Assigned task:
Only lines containing the string "GroupParams" belong in the answer; copy all of them from the entries.
*** Available records Section Begins ***
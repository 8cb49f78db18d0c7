//! Deterministic fixtures shared by tests across the workspace.
//!
//! The fixture modulus is a fixed odd 256-bit constant, NOT a secure RSA
//! semiprime: the algebra only needs a stable odd modulus to be exercised
//! deterministically. Production parameters come from the provisioning
//! ceremony and never pass through this module.

use crate::accumulator::ElementDigest;
use crate::anchor::{GroupParams, RootAnchor};
use num_bigint::BigUint;

const TEST_MODULUS_HEX: &str =
    "c7d2a8f3b15e9d014a6f8c2e7b3d5a9118f4c6e2d7a3b5f1908e6c4a2d7f3b61";

/// Small fixed group for fast tests. Generator matches the production
/// default (65537).
pub fn test_params() -> GroupParams {
    let modulus = BigUint::parse_bytes(TEST_MODULUS_HEX.as_bytes(), 16)
        .expect("fixture modulus is valid hex");
    GroupParams::new(modulus, BigUint::from(65537u32)).expect("fixture parameters are valid")
}

/// A deterministic anchor, as if sealed by a provisioning run.
pub fn test_anchor() -> RootAnchor {
    RootAnchor::from_bytes(blake3::hash(b"scar-fixture-anchor").as_bytes())
        .expect("BLAKE3 output is anchor-sized")
}

/// `n` distinct deterministic element digests.
pub fn test_elements(n: usize) -> Vec<ElementDigest> {
    (0..n)
        .map(|i| {
            let digest = blake3::hash(format!("scar-fixture-element-{i}").as_bytes());
            ElementDigest::from_bytes(digest.as_bytes()).expect("BLAKE3 output is digest-sized")
        })
        .collect()
}
//! Error types.

use thiserror::Error;

#[derive(Error, Debug, Clone, PartialEq, Eq)]
pub enum KernelError {
    #[error("Element digest must be {expected} bytes, found {found}")]
    InvalidElement { expected: usize, found: usize },

    #[error("Root anchor must be {expected} bytes, found {found}")]
    InvalidAnchor { expected: usize, found: usize },

    #[error("Invalid group parameters: {0}")]
    InvalidParams(&'static str),

    #[error("Accumulator value must be {expected} bytes, found {found}")]
    InvalidValueLength { expected: usize, found: usize },

    #[error("Sequence counter overflow")]
    SequenceOverflow,

    #[error("Serialization error: {0}")]
    Serialization(String),

    #[error("No element at sequence {0}")]
    UnknownSequence(u64),
}

pub type Result<T> = core::result::Result<T, KernelError>;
*** Available records Section Ends ***
Result below:
use crate::anchor::{GroupParams, RootAnchor};
pub fn test_params() -> GroupParams {
    GroupParams::new(modulus, BigUint::from(65537u32)).expect("fixture parameters are valid")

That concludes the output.